== SUPPLIED RECORDS
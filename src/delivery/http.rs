/**
 * HTTP Courier
 *
 * Real provider integrations over authenticated HTTPS:
 * - Lob: form-encoded POST with basic auth (key as username)
 * - PostGrid: JSON POST with an `x-api-key` header
 *
 * Provider calls cross an untrusted network boundary, so the client
 * carries an explicit timeout rather than blocking request handling
 * indefinitely.
 */

use std::time::Duration;

use async_trait::async_trait;
use reqwest::Client;

use crate::delivery::{DeliveryOutcome, LetterCourier};
use crate::mail::model::Provider;
use crate::users::model::PostalAddress;

const LOB_URL: &str = "https://api.lob.com/v1/letters";
const POSTGRID_URL: &str = "https://api.postgrid.com/print-mail/v1/letters";
const PROVIDER_TIMEOUT: Duration = Duration::from_secs(30);

/// Courier holding provider credentials and a shared HTTP client.
pub struct HttpCourier {
    client: Client,
    lob_key: Option<String>,
    postgrid_key: Option<String>,
}

impl HttpCourier {
    pub fn new(
        lob_key: Option<String>,
        postgrid_key: Option<String>,
    ) -> Result<Self, reqwest::Error> {
        let client = Client::builder().timeout(PROVIDER_TIMEOUT).build()?;
        Ok(Self {
            client,
            lob_key,
            postgrid_key,
        })
    }

    async fn send_via_lob(
        &self,
        to: &PostalAddress,
        from: &PostalAddress,
        html: &str,
    ) -> Result<String, String> {
        let key = self.lob_key.as_deref().ok_or("LOB_KEY missing")?;

        let form = [
            ("to[name]", to.name.as_str()),
            ("to[address_line1]", to.line1.as_str()),
            ("to[address_city]", to.city.as_str()),
            ("to[address_state]", to.region.as_str()),
            ("to[address_zip]", to.postal.as_str()),
            ("to[address_country]", to.country.as_str()),
            ("from[name]", from.name.as_str()),
            ("from[address_line1]", from.line1.as_str()),
            ("from[address_city]", from.city.as_str()),
            ("from[address_state]", from.region.as_str()),
            ("from[address_zip]", from.postal.as_str()),
            ("from[address_country]", from.country.as_str()),
            ("file", html),
            ("color", "false"),
        ];

        let response = self
            .client
            .post(LOB_URL)
            .basic_auth(key, Some(""))
            .form(&form)
            .send()
            .await
            .map_err(|e| format!("Lob request failed: {e}"))?;

        let status = response.status();
        if status.as_u16() >= 300 {
            let text = response.text().await.unwrap_or_default();
            return Err(format!("Lob error {status}: {text}"));
        }

        extract_id(response).await.map_err(|e| format!("Lob: {e}"))
    }

    async fn send_via_postgrid(
        &self,
        to: &PostalAddress,
        from: &PostalAddress,
        html: &str,
    ) -> Result<String, String> {
        let key = self.postgrid_key.as_deref().ok_or("POSTGRID_KEY missing")?;

        let response = self
            .client
            .post(POSTGRID_URL)
            .header("x-api-key", key)
            .json(&serde_json::json!({
                "to": to,
                "from": from,
                "html": html,
            }))
            .send()
            .await
            .map_err(|e| format!("PostGrid request failed: {e}"))?;

        let status = response.status();
        if status.as_u16() >= 300 {
            let text = response.text().await.unwrap_or_default();
            return Err(format!("PostGrid error {status}: {text}"));
        }

        extract_id(response)
            .await
            .map_err(|e| format!("PostGrid: {e}"))
    }
}

async fn extract_id(response: reqwest::Response) -> Result<String, String> {
    let value: serde_json::Value = response
        .json()
        .await
        .map_err(|e| format!("invalid response body: {e}"))?;
    value
        .get("id")
        .and_then(|id| id.as_str())
        .map(str::to_string)
        .ok_or_else(|| "response missing letter id".to_string())
}

#[async_trait]
impl LetterCourier for HttpCourier {
    fn supports(&self, provider: Provider) -> bool {
        match provider {
            Provider::Lob => self.lob_key.is_some(),
            Provider::Postgrid => self.postgrid_key.is_some(),
            Provider::None | Provider::Manual => true,
        }
    }

    async fn deliver(
        &self,
        provider: Provider,
        to: &PostalAddress,
        from: &PostalAddress,
        html: &str,
    ) -> DeliveryOutcome {
        let result = match provider {
            Provider::Lob => self.send_via_lob(to, from, html).await,
            Provider::Postgrid => self.send_via_postgrid(to, from, html).await,
            Provider::None | Provider::Manual => Err("unsupported-provider".to_string()),
        };

        match result {
            Ok(reference) => {
                tracing::info!(provider = provider.as_str(), %reference, "letter delivered");
                DeliveryOutcome::sent(reference)
            }
            Err(reason) => {
                tracing::warn!(provider = provider.as_str(), %reason, "delivery failed");
                DeliveryOutcome::failed(reason)
            }
        }
    }
}

#[cfg(test)]
mod tests {
    use super::*;

    #[test]
    fn test_supports_reflects_configured_keys() {
        let courier = HttpCourier::new(Some("lob-key".to_string()), None).unwrap();
        assert!(courier.supports(Provider::Lob));
        assert!(!courier.supports(Provider::Postgrid));
        assert!(courier.supports(Provider::Manual));
    }

    #[tokio::test]
    async fn test_missing_key_fails_without_network() {
        let courier = HttpCourier::new(None, None).unwrap();
        let address = PostalAddress {
            name: "Cole".to_string(),
            line1: "1 Main St".to_string(),
            city: "Springfield".to_string(),
            region: "IL".to_string(),
            postal: "62701".to_string(),
            country: "US".to_string(),
        };

        let outcome = courier
            .deliver(Provider::Lob, &address, &address, "<html></html>")
            .await;
        assert_eq!(outcome.status, crate::delivery::DeliveryStatus::Failed);
        assert!(outcome.reference.unwrap().contains("LOB_KEY missing"));
    }
}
====
DESCRIPTION OF THE TASK:
From the entries, copy out each line containing the word "crate".

EXPECTED ANSWER:
use crate::delivery::{DeliveryOutcome, LetterCourier};
use crate::mail::model::Provider;
use crate::users::model::PostalAddress;
        assert_eq!(outcome.status, crate::delivery::DeliveryStatus::Failed);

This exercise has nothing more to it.